> _Task requirements_
Answer with a bare number: the count of lines in the records below that have the word "BTreeMap".

> _Information_
----

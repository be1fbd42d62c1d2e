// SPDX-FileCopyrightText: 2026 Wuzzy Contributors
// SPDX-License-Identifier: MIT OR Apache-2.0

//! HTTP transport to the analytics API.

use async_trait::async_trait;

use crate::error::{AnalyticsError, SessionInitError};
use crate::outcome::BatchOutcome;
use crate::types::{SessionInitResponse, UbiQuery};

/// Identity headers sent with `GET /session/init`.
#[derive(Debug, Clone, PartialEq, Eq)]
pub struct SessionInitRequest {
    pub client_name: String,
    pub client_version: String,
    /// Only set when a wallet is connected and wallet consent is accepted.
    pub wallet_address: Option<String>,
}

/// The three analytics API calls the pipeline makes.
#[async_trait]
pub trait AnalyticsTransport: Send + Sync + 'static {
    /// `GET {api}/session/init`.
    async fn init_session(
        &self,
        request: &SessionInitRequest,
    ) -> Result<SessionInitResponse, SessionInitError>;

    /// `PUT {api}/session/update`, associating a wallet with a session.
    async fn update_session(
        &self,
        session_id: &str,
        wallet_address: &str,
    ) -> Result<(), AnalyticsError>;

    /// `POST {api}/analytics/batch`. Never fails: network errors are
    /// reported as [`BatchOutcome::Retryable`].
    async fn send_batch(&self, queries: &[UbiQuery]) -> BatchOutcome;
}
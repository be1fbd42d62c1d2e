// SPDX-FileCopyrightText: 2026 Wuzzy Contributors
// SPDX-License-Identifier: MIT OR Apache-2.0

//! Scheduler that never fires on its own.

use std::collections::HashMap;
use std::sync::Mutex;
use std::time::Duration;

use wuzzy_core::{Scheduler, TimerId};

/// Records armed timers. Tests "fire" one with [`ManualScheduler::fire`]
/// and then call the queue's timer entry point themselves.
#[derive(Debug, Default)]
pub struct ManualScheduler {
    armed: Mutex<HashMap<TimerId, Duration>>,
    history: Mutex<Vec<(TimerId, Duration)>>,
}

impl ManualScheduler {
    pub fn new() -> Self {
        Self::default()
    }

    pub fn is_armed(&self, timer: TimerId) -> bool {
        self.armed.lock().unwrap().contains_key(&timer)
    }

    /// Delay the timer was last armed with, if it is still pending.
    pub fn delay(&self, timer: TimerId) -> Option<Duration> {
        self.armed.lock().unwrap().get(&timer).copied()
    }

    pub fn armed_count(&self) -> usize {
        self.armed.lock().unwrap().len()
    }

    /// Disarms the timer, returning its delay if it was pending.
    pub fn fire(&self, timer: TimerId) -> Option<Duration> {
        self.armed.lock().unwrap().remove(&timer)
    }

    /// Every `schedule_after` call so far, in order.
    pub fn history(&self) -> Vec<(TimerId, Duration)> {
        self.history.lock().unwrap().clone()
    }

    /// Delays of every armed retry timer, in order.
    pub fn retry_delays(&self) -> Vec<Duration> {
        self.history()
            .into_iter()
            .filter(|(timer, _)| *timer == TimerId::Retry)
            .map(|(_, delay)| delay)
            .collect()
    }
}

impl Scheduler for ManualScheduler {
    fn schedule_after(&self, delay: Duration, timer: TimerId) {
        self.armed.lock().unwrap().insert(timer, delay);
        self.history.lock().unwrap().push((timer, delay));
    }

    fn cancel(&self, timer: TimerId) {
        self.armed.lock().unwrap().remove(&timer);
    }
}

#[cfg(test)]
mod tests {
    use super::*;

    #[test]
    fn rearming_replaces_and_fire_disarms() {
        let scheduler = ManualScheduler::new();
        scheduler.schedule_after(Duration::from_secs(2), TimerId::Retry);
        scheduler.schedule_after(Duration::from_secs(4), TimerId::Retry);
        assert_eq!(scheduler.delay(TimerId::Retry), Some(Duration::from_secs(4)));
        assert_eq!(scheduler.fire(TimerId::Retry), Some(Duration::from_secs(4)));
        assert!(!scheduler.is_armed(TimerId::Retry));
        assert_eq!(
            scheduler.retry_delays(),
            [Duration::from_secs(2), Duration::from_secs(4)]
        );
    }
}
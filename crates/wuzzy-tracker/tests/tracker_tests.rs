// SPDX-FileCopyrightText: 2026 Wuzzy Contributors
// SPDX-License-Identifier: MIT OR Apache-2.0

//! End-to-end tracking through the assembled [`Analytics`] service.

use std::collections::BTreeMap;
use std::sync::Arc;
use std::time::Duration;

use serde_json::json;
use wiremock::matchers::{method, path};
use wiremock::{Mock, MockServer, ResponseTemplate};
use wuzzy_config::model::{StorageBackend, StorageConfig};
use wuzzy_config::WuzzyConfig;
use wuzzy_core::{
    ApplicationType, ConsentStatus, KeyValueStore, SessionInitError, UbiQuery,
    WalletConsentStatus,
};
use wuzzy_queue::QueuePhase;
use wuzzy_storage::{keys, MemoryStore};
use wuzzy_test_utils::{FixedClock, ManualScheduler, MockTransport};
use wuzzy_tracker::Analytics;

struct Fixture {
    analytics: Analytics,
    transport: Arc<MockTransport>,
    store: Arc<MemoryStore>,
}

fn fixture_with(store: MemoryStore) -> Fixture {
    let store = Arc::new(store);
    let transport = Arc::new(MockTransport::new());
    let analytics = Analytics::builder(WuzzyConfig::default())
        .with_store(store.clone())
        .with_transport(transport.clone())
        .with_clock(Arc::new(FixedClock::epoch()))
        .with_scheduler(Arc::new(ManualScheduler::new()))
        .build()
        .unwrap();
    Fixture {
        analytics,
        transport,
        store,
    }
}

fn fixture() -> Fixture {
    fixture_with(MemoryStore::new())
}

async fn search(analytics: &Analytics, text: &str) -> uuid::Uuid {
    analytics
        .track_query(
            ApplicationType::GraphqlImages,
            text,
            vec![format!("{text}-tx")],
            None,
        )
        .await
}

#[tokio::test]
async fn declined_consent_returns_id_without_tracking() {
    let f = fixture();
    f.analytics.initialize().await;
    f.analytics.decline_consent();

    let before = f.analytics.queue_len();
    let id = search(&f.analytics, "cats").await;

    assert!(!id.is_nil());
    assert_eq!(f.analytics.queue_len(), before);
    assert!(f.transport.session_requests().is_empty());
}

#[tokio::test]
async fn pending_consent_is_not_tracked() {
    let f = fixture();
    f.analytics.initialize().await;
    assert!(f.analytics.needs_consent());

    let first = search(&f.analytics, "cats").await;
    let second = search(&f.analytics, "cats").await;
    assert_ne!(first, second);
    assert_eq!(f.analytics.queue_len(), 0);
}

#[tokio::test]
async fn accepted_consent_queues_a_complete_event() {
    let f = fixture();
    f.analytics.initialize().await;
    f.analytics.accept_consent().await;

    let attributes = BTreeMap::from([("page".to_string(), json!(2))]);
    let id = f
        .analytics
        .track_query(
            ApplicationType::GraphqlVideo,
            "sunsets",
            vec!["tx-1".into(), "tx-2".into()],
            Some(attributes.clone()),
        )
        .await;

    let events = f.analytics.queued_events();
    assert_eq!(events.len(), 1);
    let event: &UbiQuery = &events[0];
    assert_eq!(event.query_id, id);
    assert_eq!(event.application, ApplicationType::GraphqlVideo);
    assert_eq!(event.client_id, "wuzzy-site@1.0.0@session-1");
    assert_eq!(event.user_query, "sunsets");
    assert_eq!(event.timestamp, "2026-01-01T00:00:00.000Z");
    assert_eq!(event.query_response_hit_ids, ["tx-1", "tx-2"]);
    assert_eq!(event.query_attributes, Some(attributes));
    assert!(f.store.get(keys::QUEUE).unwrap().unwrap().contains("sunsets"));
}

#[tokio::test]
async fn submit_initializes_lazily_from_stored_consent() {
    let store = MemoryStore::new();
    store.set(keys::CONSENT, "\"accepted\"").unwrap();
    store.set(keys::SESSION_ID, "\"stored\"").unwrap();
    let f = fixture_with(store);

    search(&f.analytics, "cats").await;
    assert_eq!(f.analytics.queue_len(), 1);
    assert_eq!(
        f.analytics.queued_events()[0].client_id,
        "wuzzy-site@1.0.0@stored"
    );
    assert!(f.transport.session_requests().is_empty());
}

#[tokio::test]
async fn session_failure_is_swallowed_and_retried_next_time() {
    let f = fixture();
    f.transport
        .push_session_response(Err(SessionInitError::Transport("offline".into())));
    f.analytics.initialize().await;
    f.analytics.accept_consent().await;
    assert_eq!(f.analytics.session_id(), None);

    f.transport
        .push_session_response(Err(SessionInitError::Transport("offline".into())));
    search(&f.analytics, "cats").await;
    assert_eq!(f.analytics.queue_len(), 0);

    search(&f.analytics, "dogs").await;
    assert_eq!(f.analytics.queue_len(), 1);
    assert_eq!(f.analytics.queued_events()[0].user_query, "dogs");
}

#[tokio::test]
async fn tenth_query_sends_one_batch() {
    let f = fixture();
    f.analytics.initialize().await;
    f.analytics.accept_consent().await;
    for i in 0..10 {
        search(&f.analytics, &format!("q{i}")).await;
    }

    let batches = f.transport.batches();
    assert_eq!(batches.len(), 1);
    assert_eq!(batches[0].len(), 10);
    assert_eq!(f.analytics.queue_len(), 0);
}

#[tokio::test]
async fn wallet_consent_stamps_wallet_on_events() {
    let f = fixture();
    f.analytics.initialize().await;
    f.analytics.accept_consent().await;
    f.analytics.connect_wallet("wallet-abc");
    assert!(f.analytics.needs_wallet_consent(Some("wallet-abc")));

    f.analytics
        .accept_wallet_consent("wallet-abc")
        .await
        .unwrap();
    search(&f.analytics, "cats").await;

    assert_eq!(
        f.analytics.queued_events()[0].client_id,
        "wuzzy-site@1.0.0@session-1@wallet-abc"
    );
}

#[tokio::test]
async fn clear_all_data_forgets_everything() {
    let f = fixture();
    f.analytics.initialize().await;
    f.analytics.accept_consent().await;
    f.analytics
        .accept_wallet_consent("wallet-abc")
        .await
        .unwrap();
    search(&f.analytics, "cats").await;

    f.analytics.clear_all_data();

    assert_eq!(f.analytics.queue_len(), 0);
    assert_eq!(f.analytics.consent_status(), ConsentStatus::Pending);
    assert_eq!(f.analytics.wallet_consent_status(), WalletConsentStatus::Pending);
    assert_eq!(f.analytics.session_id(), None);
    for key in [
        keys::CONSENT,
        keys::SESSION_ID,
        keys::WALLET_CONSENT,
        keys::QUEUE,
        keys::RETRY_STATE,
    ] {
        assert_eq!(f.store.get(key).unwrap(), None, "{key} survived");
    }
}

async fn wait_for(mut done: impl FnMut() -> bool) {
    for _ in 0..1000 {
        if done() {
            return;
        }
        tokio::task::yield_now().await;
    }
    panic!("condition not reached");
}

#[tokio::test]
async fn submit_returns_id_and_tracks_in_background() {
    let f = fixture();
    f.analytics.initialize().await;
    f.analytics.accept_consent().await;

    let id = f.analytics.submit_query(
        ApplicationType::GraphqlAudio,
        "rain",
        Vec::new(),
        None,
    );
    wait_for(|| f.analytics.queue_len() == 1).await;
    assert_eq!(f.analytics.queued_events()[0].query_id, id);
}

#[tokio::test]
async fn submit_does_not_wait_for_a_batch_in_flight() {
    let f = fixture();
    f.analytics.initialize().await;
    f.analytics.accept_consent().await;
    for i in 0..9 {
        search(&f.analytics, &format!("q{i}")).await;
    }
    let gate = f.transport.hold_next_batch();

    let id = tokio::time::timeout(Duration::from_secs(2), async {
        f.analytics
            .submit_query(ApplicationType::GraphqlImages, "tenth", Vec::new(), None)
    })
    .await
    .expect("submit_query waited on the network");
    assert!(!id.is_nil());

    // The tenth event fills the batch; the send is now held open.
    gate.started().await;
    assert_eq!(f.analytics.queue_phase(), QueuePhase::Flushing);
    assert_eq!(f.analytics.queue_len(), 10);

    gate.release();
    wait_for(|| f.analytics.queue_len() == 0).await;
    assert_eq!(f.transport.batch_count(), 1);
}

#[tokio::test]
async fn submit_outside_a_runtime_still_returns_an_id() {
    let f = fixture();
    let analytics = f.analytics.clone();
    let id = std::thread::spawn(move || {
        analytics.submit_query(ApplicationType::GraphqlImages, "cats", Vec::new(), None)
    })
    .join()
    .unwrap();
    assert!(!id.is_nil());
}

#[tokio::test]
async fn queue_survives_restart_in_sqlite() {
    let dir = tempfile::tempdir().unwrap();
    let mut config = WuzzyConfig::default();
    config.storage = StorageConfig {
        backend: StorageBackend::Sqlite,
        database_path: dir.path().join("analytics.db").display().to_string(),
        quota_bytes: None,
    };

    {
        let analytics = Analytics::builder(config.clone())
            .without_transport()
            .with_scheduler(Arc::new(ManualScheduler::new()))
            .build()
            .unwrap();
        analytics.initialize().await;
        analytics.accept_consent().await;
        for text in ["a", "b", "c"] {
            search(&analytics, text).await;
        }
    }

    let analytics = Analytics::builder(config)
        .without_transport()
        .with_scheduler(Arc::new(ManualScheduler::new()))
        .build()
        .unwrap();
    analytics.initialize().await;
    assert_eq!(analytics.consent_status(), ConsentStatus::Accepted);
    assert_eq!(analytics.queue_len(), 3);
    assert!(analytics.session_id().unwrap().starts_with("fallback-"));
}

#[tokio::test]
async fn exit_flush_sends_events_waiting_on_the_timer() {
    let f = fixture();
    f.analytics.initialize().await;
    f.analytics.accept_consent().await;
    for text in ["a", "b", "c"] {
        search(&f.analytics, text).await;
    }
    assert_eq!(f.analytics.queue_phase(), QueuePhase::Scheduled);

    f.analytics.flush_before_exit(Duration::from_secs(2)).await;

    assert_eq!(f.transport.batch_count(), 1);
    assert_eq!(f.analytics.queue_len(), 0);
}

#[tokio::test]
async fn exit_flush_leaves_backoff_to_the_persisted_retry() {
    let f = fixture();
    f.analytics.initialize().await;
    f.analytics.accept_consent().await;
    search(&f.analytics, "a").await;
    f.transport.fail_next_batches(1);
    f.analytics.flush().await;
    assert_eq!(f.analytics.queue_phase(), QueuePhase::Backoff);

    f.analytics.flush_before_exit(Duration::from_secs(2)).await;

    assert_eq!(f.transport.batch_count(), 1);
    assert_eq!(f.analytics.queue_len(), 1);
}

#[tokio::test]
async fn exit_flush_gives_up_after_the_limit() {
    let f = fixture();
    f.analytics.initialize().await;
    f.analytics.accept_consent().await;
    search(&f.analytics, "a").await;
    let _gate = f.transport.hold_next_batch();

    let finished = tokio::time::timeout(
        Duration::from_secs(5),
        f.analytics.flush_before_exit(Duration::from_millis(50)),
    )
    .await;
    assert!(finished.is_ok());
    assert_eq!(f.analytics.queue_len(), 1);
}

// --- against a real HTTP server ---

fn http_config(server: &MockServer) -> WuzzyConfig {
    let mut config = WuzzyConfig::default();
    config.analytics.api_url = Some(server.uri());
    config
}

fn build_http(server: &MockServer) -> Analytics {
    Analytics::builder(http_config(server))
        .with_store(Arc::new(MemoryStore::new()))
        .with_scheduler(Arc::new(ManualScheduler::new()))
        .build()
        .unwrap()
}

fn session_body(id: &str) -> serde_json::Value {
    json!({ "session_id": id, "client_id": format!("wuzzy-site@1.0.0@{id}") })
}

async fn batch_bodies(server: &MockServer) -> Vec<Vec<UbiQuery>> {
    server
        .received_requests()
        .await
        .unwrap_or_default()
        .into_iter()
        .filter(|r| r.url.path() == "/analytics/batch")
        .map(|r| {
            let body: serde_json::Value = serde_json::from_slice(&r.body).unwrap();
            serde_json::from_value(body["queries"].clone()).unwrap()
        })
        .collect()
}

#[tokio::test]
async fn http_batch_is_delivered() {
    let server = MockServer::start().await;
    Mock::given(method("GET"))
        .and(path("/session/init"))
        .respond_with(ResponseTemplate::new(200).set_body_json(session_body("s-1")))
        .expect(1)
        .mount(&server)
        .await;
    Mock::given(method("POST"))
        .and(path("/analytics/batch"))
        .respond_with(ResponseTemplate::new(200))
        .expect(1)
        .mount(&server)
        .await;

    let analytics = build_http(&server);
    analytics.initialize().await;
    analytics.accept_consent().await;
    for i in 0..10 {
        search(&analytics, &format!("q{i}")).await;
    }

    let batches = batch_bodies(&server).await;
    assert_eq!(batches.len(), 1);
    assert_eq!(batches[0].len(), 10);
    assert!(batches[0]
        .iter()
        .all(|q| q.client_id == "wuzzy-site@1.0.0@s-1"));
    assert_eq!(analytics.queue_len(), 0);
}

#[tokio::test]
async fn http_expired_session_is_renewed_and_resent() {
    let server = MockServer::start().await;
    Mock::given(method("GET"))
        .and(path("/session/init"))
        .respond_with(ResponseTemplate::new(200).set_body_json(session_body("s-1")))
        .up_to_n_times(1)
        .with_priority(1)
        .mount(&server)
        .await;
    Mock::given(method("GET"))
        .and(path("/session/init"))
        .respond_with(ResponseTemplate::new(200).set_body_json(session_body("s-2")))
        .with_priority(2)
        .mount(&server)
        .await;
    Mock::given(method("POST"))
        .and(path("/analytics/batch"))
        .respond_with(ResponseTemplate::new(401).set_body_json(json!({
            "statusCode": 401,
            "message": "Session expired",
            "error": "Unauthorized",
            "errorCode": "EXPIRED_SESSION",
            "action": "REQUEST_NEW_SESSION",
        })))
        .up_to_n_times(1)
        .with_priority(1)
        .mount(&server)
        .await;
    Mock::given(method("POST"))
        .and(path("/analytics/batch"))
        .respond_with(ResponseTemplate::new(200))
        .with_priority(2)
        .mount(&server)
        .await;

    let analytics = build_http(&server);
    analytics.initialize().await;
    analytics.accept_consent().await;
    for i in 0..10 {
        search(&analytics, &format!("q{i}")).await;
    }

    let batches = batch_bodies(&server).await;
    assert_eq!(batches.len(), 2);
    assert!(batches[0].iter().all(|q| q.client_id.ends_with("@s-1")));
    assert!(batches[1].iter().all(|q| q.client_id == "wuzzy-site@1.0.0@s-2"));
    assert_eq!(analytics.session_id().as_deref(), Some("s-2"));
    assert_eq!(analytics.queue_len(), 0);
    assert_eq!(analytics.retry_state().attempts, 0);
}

----

> _Result_
2